- _MATERIALS PROVIDED_
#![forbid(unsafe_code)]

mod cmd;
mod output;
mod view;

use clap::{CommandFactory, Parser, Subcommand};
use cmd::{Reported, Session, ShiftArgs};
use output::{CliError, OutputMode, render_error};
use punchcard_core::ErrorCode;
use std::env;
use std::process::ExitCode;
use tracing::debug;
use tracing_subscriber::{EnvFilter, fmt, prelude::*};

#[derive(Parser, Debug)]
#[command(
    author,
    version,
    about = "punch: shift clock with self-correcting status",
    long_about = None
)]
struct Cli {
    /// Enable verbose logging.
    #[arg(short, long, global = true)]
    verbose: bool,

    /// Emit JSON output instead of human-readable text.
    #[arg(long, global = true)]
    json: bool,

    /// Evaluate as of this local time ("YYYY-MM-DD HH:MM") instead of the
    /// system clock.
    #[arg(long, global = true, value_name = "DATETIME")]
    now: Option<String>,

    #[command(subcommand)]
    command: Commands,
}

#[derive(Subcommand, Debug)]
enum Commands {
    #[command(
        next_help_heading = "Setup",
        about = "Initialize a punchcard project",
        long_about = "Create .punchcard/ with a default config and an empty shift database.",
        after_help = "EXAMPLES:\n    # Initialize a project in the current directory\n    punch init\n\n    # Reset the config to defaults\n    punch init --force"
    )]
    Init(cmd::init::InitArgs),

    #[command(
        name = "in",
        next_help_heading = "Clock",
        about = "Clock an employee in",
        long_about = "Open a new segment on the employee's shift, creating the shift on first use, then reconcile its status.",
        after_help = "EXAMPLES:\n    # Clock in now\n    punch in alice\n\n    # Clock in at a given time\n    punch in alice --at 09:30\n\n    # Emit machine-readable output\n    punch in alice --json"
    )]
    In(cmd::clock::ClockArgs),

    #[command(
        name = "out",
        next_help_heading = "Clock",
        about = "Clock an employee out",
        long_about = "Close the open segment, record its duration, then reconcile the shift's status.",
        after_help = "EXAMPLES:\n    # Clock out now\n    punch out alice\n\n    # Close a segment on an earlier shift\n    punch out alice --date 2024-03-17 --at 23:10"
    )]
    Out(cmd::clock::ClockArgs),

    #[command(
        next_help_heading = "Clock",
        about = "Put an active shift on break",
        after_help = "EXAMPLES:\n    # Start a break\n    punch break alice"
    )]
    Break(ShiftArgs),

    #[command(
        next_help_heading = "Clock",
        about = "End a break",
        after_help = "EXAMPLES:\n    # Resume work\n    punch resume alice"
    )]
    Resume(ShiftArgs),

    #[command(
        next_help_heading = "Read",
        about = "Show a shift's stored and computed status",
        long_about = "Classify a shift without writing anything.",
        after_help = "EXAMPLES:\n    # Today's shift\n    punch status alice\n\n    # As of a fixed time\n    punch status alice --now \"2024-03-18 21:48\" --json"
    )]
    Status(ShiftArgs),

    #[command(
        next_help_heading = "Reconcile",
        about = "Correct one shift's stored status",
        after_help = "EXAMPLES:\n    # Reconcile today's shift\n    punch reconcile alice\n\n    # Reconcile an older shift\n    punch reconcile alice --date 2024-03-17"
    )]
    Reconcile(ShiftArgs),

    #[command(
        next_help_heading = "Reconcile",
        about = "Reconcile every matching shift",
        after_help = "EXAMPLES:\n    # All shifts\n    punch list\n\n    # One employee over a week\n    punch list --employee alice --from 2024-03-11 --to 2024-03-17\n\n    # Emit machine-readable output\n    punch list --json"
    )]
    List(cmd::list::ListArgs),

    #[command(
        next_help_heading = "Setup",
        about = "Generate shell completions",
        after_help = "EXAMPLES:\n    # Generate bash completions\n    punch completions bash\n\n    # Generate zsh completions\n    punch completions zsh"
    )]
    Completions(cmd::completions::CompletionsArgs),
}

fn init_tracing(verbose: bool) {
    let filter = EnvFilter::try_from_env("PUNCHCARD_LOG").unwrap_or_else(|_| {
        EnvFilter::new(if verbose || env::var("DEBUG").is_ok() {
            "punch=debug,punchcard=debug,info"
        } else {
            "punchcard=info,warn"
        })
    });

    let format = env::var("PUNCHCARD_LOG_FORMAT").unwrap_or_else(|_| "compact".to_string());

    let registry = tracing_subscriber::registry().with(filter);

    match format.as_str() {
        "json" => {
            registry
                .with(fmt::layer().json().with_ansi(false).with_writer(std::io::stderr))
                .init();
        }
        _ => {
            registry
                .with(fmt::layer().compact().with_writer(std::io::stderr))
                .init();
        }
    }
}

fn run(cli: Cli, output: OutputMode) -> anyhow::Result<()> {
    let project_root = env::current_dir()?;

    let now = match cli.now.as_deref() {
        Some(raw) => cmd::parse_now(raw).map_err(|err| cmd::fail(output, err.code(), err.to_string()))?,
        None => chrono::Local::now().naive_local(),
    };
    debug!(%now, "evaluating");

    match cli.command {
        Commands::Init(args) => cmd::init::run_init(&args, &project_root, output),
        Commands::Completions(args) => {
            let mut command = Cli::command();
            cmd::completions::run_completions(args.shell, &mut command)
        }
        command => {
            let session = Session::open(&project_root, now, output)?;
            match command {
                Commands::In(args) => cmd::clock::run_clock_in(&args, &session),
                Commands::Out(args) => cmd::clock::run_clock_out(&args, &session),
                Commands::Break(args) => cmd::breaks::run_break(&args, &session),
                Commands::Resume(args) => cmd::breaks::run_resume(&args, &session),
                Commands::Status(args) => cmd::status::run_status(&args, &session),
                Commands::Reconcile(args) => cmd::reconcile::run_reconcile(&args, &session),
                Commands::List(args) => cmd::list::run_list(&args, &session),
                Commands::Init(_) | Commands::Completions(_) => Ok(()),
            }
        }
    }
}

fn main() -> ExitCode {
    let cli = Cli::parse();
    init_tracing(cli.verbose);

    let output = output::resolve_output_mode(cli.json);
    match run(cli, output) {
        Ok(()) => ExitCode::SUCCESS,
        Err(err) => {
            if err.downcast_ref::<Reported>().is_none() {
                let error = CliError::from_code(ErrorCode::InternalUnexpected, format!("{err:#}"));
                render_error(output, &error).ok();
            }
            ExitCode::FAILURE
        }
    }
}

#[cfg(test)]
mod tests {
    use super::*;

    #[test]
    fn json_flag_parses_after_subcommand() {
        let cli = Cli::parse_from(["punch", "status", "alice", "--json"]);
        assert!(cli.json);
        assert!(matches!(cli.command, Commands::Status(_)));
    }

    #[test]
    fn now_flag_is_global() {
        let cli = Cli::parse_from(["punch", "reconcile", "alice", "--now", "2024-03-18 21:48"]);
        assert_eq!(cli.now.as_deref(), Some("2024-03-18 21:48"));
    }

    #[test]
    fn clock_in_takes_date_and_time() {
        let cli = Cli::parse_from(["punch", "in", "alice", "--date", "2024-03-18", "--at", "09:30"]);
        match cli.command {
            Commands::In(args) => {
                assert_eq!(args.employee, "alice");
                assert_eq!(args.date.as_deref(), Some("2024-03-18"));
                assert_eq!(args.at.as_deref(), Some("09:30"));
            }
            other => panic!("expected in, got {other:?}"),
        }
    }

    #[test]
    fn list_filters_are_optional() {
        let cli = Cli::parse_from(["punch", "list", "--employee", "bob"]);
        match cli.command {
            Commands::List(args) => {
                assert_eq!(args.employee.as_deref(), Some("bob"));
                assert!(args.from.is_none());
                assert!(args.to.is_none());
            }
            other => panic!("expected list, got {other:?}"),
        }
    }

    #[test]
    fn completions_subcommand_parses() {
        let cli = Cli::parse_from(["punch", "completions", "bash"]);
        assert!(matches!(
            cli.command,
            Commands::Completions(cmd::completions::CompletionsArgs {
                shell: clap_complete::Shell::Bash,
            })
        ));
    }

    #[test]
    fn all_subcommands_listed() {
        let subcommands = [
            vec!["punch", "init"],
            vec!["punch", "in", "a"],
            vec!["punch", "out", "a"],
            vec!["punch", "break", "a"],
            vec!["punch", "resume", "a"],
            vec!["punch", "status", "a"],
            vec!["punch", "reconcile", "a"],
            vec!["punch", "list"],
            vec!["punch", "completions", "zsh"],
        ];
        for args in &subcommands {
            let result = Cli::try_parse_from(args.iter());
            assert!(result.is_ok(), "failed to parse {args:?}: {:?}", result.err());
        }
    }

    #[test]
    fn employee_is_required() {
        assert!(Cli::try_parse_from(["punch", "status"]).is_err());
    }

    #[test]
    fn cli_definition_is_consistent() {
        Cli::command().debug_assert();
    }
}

---

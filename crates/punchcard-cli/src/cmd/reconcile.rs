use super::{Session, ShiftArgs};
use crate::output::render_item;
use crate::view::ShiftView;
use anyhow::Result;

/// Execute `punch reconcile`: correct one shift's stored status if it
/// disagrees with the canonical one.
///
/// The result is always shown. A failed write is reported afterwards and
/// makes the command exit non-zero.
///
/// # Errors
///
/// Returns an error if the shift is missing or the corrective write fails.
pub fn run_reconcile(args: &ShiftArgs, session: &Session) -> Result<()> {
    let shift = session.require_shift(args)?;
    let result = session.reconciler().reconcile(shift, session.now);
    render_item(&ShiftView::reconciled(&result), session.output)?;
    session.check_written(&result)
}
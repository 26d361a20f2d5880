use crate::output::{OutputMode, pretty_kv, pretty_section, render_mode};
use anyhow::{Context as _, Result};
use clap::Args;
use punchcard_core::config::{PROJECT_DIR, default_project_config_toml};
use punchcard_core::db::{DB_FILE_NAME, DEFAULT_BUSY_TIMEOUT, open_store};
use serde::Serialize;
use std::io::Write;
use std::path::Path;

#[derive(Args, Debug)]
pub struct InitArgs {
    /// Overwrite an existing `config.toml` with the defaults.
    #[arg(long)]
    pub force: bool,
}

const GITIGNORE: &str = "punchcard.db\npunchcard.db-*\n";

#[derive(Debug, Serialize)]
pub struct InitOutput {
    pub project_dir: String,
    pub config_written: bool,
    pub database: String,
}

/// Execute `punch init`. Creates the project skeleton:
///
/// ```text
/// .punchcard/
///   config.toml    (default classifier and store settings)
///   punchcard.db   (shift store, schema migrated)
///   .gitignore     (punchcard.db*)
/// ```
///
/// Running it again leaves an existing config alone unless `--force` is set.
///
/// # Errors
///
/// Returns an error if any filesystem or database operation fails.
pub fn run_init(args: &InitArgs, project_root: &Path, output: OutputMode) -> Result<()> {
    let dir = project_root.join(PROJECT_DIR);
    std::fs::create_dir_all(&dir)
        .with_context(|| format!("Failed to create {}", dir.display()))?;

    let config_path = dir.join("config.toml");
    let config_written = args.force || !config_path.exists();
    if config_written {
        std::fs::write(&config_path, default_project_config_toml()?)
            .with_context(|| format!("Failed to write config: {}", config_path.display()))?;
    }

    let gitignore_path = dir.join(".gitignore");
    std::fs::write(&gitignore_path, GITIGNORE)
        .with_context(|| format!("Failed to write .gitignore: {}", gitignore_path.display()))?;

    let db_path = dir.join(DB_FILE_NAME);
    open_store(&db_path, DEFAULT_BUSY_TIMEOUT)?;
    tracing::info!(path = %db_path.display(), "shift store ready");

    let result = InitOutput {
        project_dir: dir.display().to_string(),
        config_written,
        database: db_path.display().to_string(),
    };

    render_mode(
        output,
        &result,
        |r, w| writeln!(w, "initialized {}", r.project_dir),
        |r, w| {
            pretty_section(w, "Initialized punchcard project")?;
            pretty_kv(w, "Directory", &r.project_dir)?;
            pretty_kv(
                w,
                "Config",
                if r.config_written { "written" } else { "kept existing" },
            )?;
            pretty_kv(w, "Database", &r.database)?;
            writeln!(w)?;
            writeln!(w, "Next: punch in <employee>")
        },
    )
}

...

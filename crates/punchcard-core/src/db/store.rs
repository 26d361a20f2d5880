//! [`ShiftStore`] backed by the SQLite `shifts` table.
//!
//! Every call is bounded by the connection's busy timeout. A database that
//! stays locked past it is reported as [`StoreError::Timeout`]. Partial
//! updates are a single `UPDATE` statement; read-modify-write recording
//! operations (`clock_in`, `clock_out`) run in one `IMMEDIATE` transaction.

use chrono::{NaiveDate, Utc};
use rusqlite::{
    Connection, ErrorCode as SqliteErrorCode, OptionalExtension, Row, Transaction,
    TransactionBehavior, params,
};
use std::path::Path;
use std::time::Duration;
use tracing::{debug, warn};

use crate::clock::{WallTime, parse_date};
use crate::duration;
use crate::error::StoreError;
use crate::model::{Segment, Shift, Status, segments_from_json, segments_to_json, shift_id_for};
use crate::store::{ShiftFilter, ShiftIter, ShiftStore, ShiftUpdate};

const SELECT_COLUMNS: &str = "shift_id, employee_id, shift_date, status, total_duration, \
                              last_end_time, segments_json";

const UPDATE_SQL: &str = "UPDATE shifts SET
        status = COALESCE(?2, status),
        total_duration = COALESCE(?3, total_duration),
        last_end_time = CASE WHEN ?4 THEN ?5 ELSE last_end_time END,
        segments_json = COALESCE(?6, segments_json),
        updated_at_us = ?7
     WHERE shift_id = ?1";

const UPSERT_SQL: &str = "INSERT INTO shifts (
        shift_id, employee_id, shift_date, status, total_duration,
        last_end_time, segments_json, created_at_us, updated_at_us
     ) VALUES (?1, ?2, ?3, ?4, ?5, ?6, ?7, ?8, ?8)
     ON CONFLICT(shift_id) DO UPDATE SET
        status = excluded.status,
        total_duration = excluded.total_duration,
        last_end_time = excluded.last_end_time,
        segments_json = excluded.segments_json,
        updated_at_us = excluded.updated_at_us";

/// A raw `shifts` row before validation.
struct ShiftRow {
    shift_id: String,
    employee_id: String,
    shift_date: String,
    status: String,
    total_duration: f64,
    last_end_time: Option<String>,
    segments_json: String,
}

- _PROBLEM TO WORK ON_
Using the entries above, work out how many lines include the word "existing", and give only that count.

- _RESPONSE FOR THIS EXERCISE_
3